EU border checks to stop foreign fighters
(STRASBOURG) - All EU citizens and third country nationals entering or leaving the EU will be systematically checked against databases, e.g. of lost and stolen documents, under a regulation approved by MEPs Thursday.
The new regulation, which amends the Schengen Borders Code (SBC), obliges member states to carry out systematic checks on all persons crossing EU external borders against databases of stolen and lost documents, the Schengen Information System (SIS) and other relevant EU databases. The checks will be mandatory at all air, sea and land borders, on both entry and exit.
The rule change is a response to terrorist threats in Europe, as demonstrated by the recent attacks in Brussels, Paris and Berlin, and the phenomenon of "foreign fighters", i.e. EU citizens joining terrorist groups in conflict zones, such as Daesh in Syria and Iraq.

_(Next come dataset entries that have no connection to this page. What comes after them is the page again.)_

//! Shared test utilities for integration tests
#![allow(dead_code)]

use std::collections::HashMap;
use std::io::{BufRead, BufReader, Read, Write};
use std::net::{TcpListener, TcpStream};
use std::sync::{Arc, Mutex};
use std::thread;

/// One request as the backend saw it.
#[derive(Debug, Clone)]
pub struct RecordedRequest {
    pub method: String,
    /// Path including the query string, e.g. "/api/history?limit=5"
    pub target: String,
    pub body: String,
}

/// Minimal canned-response HTTP backend for exercising the client.
///
/// Serves one connection at a time on a background thread, routes by
/// "METHOD /path" (query string ignored for routing, recorded for
/// assertions), and closes each connection after responding. Unrouted
/// requests get a 404.
pub struct MockBackend {
    pub base_url: String,
    routes: Arc<Mutex<HashMap<String, (u16, String)>>>,
    requests: Arc<Mutex<Vec<RecordedRequest>>>,
}

impl MockBackend {
    pub fn start() -> Self {
        let listener = TcpListener::bind("127.0.0.1:0").expect("Failed to bind mock backend");
        let base_url = format!("http://{}", listener.local_addr().unwrap());
        let routes: Arc<Mutex<HashMap<String, (u16, String)>>> =
            Arc::new(Mutex::new(HashMap::new()));
        let requests: Arc<Mutex<Vec<RecordedRequest>>> = Arc::new(Mutex::new(Vec::new()));

        let thread_routes = Arc::clone(&routes);
        let thread_requests = Arc::clone(&requests);
        thread::spawn(move || {
            for stream in listener.incoming() {
                let Ok(stream) = stream else { break };
                let _ = handle_connection(stream, &thread_routes, &thread_requests);
            }
        });

        Self { base_url, routes, requests }
    }

    /// Register a canned response for "METHOD /path".
    pub fn route(&self, method_and_path: &str, status: u16, body: &str) {
        self.routes
            .lock()
            .unwrap()
            .insert(method_and_path.to_string(), (status, body.to_string()));
    }

    pub fn requests(&self) -> Vec<RecordedRequest> {
        self.requests.lock().unwrap().clone()
    }
}

fn handle_connection(
    mut stream: TcpStream,
    routes: &Arc<Mutex<HashMap<String, (u16, String)>>>,
    requests: &Arc<Mutex<Vec<RecordedRequest>>>,
) -> std::io::Result<()> {
    let mut reader = BufReader::new(stream.try_clone()?);

    let mut request_line = String::new();
    reader.read_line(&mut request_line)?;
    let mut parts = request_line.split_whitespace();
    let method = parts.next().unwrap_or_default().to_string();
    let target = parts.next().unwrap_or_default().to_string();

    let mut content_length = 0usize;
    loop {
        let mut line = String::new();
        reader.read_line(&mut line)?;
        if line == "\r\n" || line == "\n" || line.is_empty() {
            break;
        }
        if let Some(value) = line.to_ascii_lowercase().strip_prefix("content-length:") {
            content_length = value.trim().parse().unwrap_or(0);
        }
    }

    let mut body_bytes = vec![0u8; content_length];
    reader.read_exact(&mut body_bytes)?;
    let body = String::from_utf8_lossy(&body_bytes).to_string();

    requests.lock().unwrap().push(RecordedRequest {
        method: method.clone(),
        target: target.clone(),
        body,
    });

    let path = target.split('?').next().unwrap_or_default();
    let key = format!("{method} {path}");
    let (status, response_body) = routes
        .lock()
        .unwrap()
        .get(&key)
        .cloned()
        .unwrap_or((404, String::new()));

    write!(
        stream,
        "HTTP/1.1 {status} {reason}\r\nContent-Type: application/json\r\nContent-Length: {length}\r\nConnection: close\r\n\r\n{response_body}",
        reason = reason_phrase(status),
        length = response_body.len(),
    )?;
    stream.flush()
}

fn reason_phrase(status: u16) -> &'static str {
    match status {
        200 => "OK",
        400 => "Bad Request",
        404 => "Not Found",
        500 => "Internal Server Error",
        503 => "Service Unavailable",
        _ => "",
    }
}

/// A five-entry history payload in backend shape, newest first.
pub fn history_json() -> String {
    let entries: Vec<String> = (1..=5)
        .map(|i| {
            let best_yield = if i == 1 {
                "0.0523".to_string()
            } else if i == 2 {
                "null".to_string()
            } else {
                format!("0.0{}", 40 + i)
            };
            format!(
                r#"{{
                    "id": "log-{i}",
                    "createdAt": "2025-11-0{i}T10:30:00Z",
                    "params": {{
                        "minPrice": 100000, "maxPrice": 200000,
                        "area": "Area {i}", "bedrooms": 3,
                        "minSqft": 500, "maxSqft": 900
                    }},
                    "averageRent": 1850,
                    "propertiesCount": {i},
                    "bestYield": {best_yield}
                }}"#
            )
        })
        .collect();
    format!("[{}]", entries.join(","))
}
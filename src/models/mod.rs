use chrono::{DateTime, Utc};
use serde::{Deserialize, Serialize};

/// Search criteria for a rent estimate
///
/// Serialized camelCase because that is what the backend speaks.
#[derive(Debug, Clone, PartialEq, Serialize, Deserialize)]
#[serde(rename_all = "camelCase")]
pub struct SearchParams {
    /// Minimum purchase price (USD)
    pub min_price: f64,
    /// Maximum purchase price (USD)
    pub max_price: f64,
    /// City, neighborhood, or ZIP to search in
    pub area: String,
    /// Number of bedrooms
    pub bedrooms: u32,
    /// Minimum size in square feet
    pub min_sqft: f64,
    /// Maximum size in square feet
    pub max_sqft: f64,
}

impl Default for SearchParams {
    fn default() -> Self {
        Self {
            min_price: 200_000.0,
            max_price: 500_000.0,
            area: String::new(),
            bedrooms: 2,
            min_sqft: 600.0,
            max_sqft: 1_500.0,
        }
    }
}

/// First-step response: the average rent alone
#[derive(Debug, Clone, PartialEq, Serialize, Deserialize)]
#[serde(rename_all = "camelCase")]
pub struct RentOnlyResponse {
    pub average_rent: f64,
    pub currency: String,
}

/// A single evaluated listing
#[derive(Debug, Clone, PartialEq, Serialize, Deserialize)]
#[serde(rename_all = "camelCase")]
pub struct PropertyResult {
    pub id: String,
    pub address: String,
    pub price: f64,
    pub bedrooms: u32,
    pub sqft: f64,
    pub estimated_rent: f64,
    /// Annualized rent over price, as a ratio (not pre-multiplied by 100)
    pub gross_yield: f64,
    #[serde(default)]
    pub url: Option<String>,
}

/// Second-step response: average rent plus the evaluated listings,
/// in server order
#[derive(Debug, Clone, PartialEq, Serialize, Deserialize)]
#[serde(rename_all = "camelCase")]
pub struct EvaluationResponse {
    pub average_rent: f64,
    pub currency: String,
    pub properties: Vec<PropertyResult>,
}

/// A prior search recorded server-side as a side effect of an earlier
/// estimate/evaluate call. Read-only here; the embedded params are
/// trusted as-is when reused.
#[derive(Debug, Clone, PartialEq, Serialize, Deserialize)]
#[serde(rename_all = "camelCase")]
pub struct SearchLog {
    pub id: String,
    pub created_at: DateTime<Utc>,
    pub params: SearchParams,
    pub average_rent: f64,
    pub properties_count: u32,
    #[serde(default)]
    pub best_yield: Option<f64>,
}

/// Result of the first pipeline step, handed by value to the second so
/// the evaluation call can reuse the rent figure instead of recomputing it.
#[derive(Debug, Clone, PartialEq)]
pub struct ResultsHandoff {
    pub search_params: SearchParams,
    pub initial_average_rent: f64,
}
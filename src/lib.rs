//! Yield Scout - terminal client for a rent-estimation backend
//!
//! The backend does the heavy lifting (rent estimation, per-property
//! evaluation, yield computation); this crate owns everything in front of
//! it:
//!
//! - Search criteria state and validation (`form`)
//! - A two-step estimate -> evaluate pipeline over HTTP/JSON (`api`)
//! - A short, read-only history of prior searches (`history`)
//!
//! The flow is deliberately two requests: the rent estimate is fetched
//! first and handed to the evaluation call, so the expensive per-property
//! pass reuses the already-computed average rent instead of recomputing it.

pub mod api;
pub mod config;
pub mod form;
pub mod history;
pub mod models;

// Re-export commonly used types
pub use api::{HttpApiClient, InvestmentApi};
pub use config::Config;
pub use form::SearchForm;
pub use history::{HistoryPanel, HistoryState};
pub use models::{ResultsHandoff, SearchParams};
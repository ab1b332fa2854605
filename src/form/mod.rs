use crate::api::InvestmentApi;
use crate::models::{ResultsHandoff, SearchLog, SearchParams};
use tracing::{debug, info};

/// Owns the search criteria between edits and submission.
///
/// `error` and `busy` belong to this form alone; a history-panel failure
/// never shows up here and vice versa.
#[derive(Debug, Default)]
pub struct SearchForm {
    pub params: SearchParams,
    pub error: Option<String>,
    pub busy: bool,
}

impl SearchForm {
    pub fn new() -> Self {
        Self::default()
    }

    /// Check the current criteria and return the first failing rule's
    /// message. Area is checked before any numeric range; the order is
    /// fixed because only one message ever surfaces at a time.
    pub fn validate(&self) -> Option<String> {
        let p = &self.params;
        if p.area.trim().is_empty() {
            return Some("Area is required.".to_string());
        }
        if p.min_price <= 0.0 || p.max_price <= 0.0 {
            return Some("Price must be positive.".to_string());
        }
        if p.min_price > p.max_price {
            return Some("Min price cannot be greater than max price.".to_string());
        }
        if p.min_sqft <= 0.0 || p.max_sqft <= 0.0 {
            return Some("Sqft must be positive.".to_string());
        }
        if p.min_sqft > p.max_sqft {
            return Some("Min sqft cannot be greater than max sqft.".to_string());
        }
        if p.bedrooms < 1 {
            return Some("Bedrooms must be at least 1.".to_string());
        }
        None
    }

    /// Validate and run the first pipeline step.
    ///
    /// On success the submitted criteria and the returned average rent
    /// come back as a [`ResultsHandoff`] for the evaluation step. On any
    /// failure the message lands in `error` and `None` is returned; the
    /// busy flag is cleared on every exit path. Re-entry while a
    /// submission is in flight is refused.
    pub async fn submit(&mut self, api: &dyn InvestmentApi) -> Option<ResultsHandoff> {
        if self.busy {
            debug!("Submission already in flight, ignoring");
            return None;
        }

        self.error = None;

        if let Some(message) = self.validate() {
            self.error = Some(message);
            return None;
        }

        self.busy = true;
        info!("Estimating average rent for {}", self.params.area);
        let outcome = api.estimate_rent(&self.params).await;
        self.busy = false;

        match outcome {
            Ok(rent) => Some(ResultsHandoff {
                search_params: self.params.clone(),
                initial_average_rent: rent.average_rent,
            }),
            Err(err) => {
                self.error = Some(err.to_string());
                None
            }
        }
    }

    /// Replace the whole criteria set with a prior search's stored
    /// params. No merging; the entry wins on every field.
    pub fn apply_history(&mut self, entry: &SearchLog) {
        debug!("Reusing criteria from search {}", entry.id);
        self.params = entry.params.clone();
    }
}
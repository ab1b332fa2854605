use crate::api::traits::InvestmentApi;
use crate::models::{EvaluationResponse, RentOnlyResponse, SearchLog, SearchParams};
use anyhow::{Context, Result};
use async_trait::async_trait;
use reqwest::{Client, Response};
use serde::Serialize;
use serde_json::json;
use tracing::{debug, warn};

/// HTTP/JSON client for the evaluation backend
///
/// Every operation is a single round trip: no retries, no caching, no
/// cancellation. No timeout is set either; a hung request stays pending
/// until the transport gives up, and the caller's busy state with it.
pub struct HttpApiClient {
    client: Client,
    base_url: String,
}

impl HttpApiClient {
    pub fn new(base_url: impl Into<String>) -> Result<Self> {
        let client = Client::builder()
            .build()
            .context("Failed to create HTTP client")?;

        let base_url = base_url.into().trim_end_matches('/').to_string();
        Ok(Self { client, base_url })
    }

    fn url(&self, path: &str) -> String {
        format!("{}{}", self.base_url, path)
    }

    async fn post_json<B: Serialize, T: serde::de::DeserializeOwned>(
        &self,
        label: &str,
        path: &str,
        body: &B,
    ) -> Result<T> {
        let url = self.url(path);
        debug!("POST {}", url);

        let response = self
            .client
            .post(&url)
            .json(body)
            .send()
            .await
            .with_context(|| format!("{label} request to {url} failed"))?;

        decode_response(label, response).await
    }
}

/// Decode a 2xx body as JSON, or surface the status code and error body
/// as a single message string (the status's standard reason phrase when
/// the body is empty).
async fn decode_response<T: serde::de::DeserializeOwned>(
    label: &str,
    response: Response,
) -> Result<T> {
    let status = response.status();

    if !status.is_success() {
        let body = response.text().await.unwrap_or_default();
        let detail = if body.trim().is_empty() {
            status.canonical_reason().unwrap_or("unknown error").to_string()
        } else {
            body
        };
        warn!("{} endpoint returned {}", label, status);
        anyhow::bail!("{label} API error ({}): {detail}", status.as_u16());
    }

    response
        .json::<T>()
        .await
        .with_context(|| format!("Failed to decode {label} response body"))
}

#[async_trait]
impl InvestmentApi for HttpApiClient {
    async fn estimate_rent(&self, params: &SearchParams) -> Result<RentOnlyResponse> {
        self.post_json("Rent", "/api/estimate-rent", params).await
    }

    async fn evaluate(&self, params: &SearchParams) -> Result<EvaluationResponse> {
        self.post_json("Evaluate", "/api/evaluate", params).await
    }

    async fn evaluate_with_rent(
        &self,
        params: &SearchParams,
        average_rent: f64,
    ) -> Result<EvaluationResponse> {
        let body = json!({ "params": params, "averageRent": average_rent });
        self.post_json("Evaluate-with-rent", "/api/evaluate-with-rent", &body)
            .await
    }

    async fn history(&self, limit: usize) -> Result<Vec<SearchLog>> {
        let url = self.url("/api/history");
        debug!("GET {}?limit={}", url, limit);

        let response = self
            .client
            .get(&url)
            .query(&[("limit", limit)])
            .send()
            .await
            .with_context(|| format!("History request to {url} failed"))?;

        decode_response("History", response).await
    }
}
use parking_lot::RwLock;
use crate::pipeline::module::face_matching::GalleryEntry;

/// Shared in-memory gallery of enrolled embeddings. Rebuilt from disk at
/// startup and extended by each registration.
pub struct FaceGallery {
    entries: RwLock<Vec<GalleryEntry>>,
}

impl FaceGallery {
    pub fn new() -> Self {
        FaceGallery {
            entries: RwLock::new(Vec::new()),
        }
    }

    pub fn add(&self, entry: GalleryEntry) {
        self.entries.write().push(entry);
    }

    pub fn snapshot(&self) -> Vec<GalleryEntry> {
        self.entries.read().clone()
    }

    pub fn len(&self) -> usize {
        self.entries.read().len()
    }

    pub fn is_empty(&self) -> bool {
        self.len() == 0
    }
}

#[cfg(test)]
mod tests {
    use ndarray::arr1;
    use super::*;

    #[test]
    fn test_add_and_snapshot() {
        let gallery = FaceGallery::new();
        assert!(gallery.is_empty());

        gallery.add(GalleryEntry {
            name: "arun".to_string(),
            usn: "2GI001".to_string(),
            embedding: arr1(&[1.0, 0.0]),
        });

        assert_eq!(gallery.len(), 1);
        let snapshot = gallery.snapshot();
        assert_eq!(snapshot[0].name, "arun");
    }
}
use ndarray::Array2;
use crate::pipeline::utils::utils::argsort_descending;

fn box_area(dets: &Array2<f32>, i: usize) -> f32 {
    (dets[[i, 2]] - dets[[i, 0]]).max(0.0) * (dets[[i, 3]] - dets[[i, 1]]).max(0.0)
}

/// Greedy non-maximum suppression over `[x1, y1, x2, y2, score]` rows.
/// Returns indices of the kept rows, highest score first.
pub fn nms(dets: &Array2<f32>, thresh: f32) -> Vec<usize> {
    let scores: Vec<f32> = dets.column(4).to_vec();
    let mut order = argsort_descending(&scores);

    let mut keep: Vec<usize> = Vec::new();

    while !order.is_empty() {
        let i = order[0];
        keep.push(i);

        let mut remaining: Vec<usize> = Vec::with_capacity(order.len().saturating_sub(1));
        for &j in &order[1..] {
            let xx1 = f32::max(dets[[i, 0]], dets[[j, 0]]);
            let yy1 = f32::max(dets[[i, 1]], dets[[j, 1]]);
            let xx2 = f32::min(dets[[i, 2]], dets[[j, 2]]);
            let yy2 = f32::min(dets[[i, 3]], dets[[j, 3]]);

            let inter = (xx2 - xx1).max(0.0) * (yy2 - yy1).max(0.0);
            let union = box_area(dets, i) + box_area(dets, j) - inter;
            let overlap = if union > 0.0 { inter / union } else { 0.0 };

            if overlap <= thresh {
                remaining.push(j);
            }
        }
        order = remaining;
    }

    keep
}

#[cfg(test)]
mod tests {
    use ndarray::array;
    use super::*;

    #[test]
    fn test_nms_suppresses_duplicates() {
        let dets = array![
            [100.0, 100.0, 210.0, 210.0, 0.72],
            [250.0, 250.0, 420.0, 420.0, 0.8],
            [220.0, 220.0, 320.0, 330.0, 0.92],
            [100.0, 100.0, 210.0, 210.0, 0.6],
        ];
        let keep = nms(&dets, 0.45);

        // The duplicate of the first box is suppressed.
        assert_eq!(keep.len(), 3);
        assert_eq!(keep[0], 2);
        assert!(!keep.contains(&3));
    }

    #[test]
    fn test_nms_keeps_disjoint_boxes() {
        let dets = array![
            [0.0, 0.0, 10.0, 10.0, 0.9],
            [100.0, 100.0, 110.0, 110.0, 0.5],
        ];
        let keep = nms(&dets, 0.3);
        assert_eq!(keep, vec![0, 1]);
    }

    #[test]
    fn test_nms_empty() {
        let dets = Array2::<f32>::zeros((0, 5));
        assert!(nms(&dets, 0.5).is_empty());
    }
}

If these systematic checks are found to slow land and sea border traffic too much, EU Member States will be able to carry out only "targeted" checks - provided that a risk assessment has shown that this would not lead to threats to, inter alia, internal security or public policy.
People who are not subjected to a "targeted" check would at least have to go through an ordinary check to ascertain that their travel documents are valid and establish their identities.
At air borders, Member States will be able to use targeted checks for a six-month transition period after the new regulation enters into force.
This period may then be prolonged by a maximum of 18 months in some exceptional cases, e.g. where airports lack facilities to perform systematic checks against databases and need more time to adapt.
The regulation will enter into force on the twentieth day following its publication in the EU Official Journal. The rules will then be immediately enforceable, and in most member states simultaneously. Denmark, the United Kingdom and Ireland have all opted out of its scope.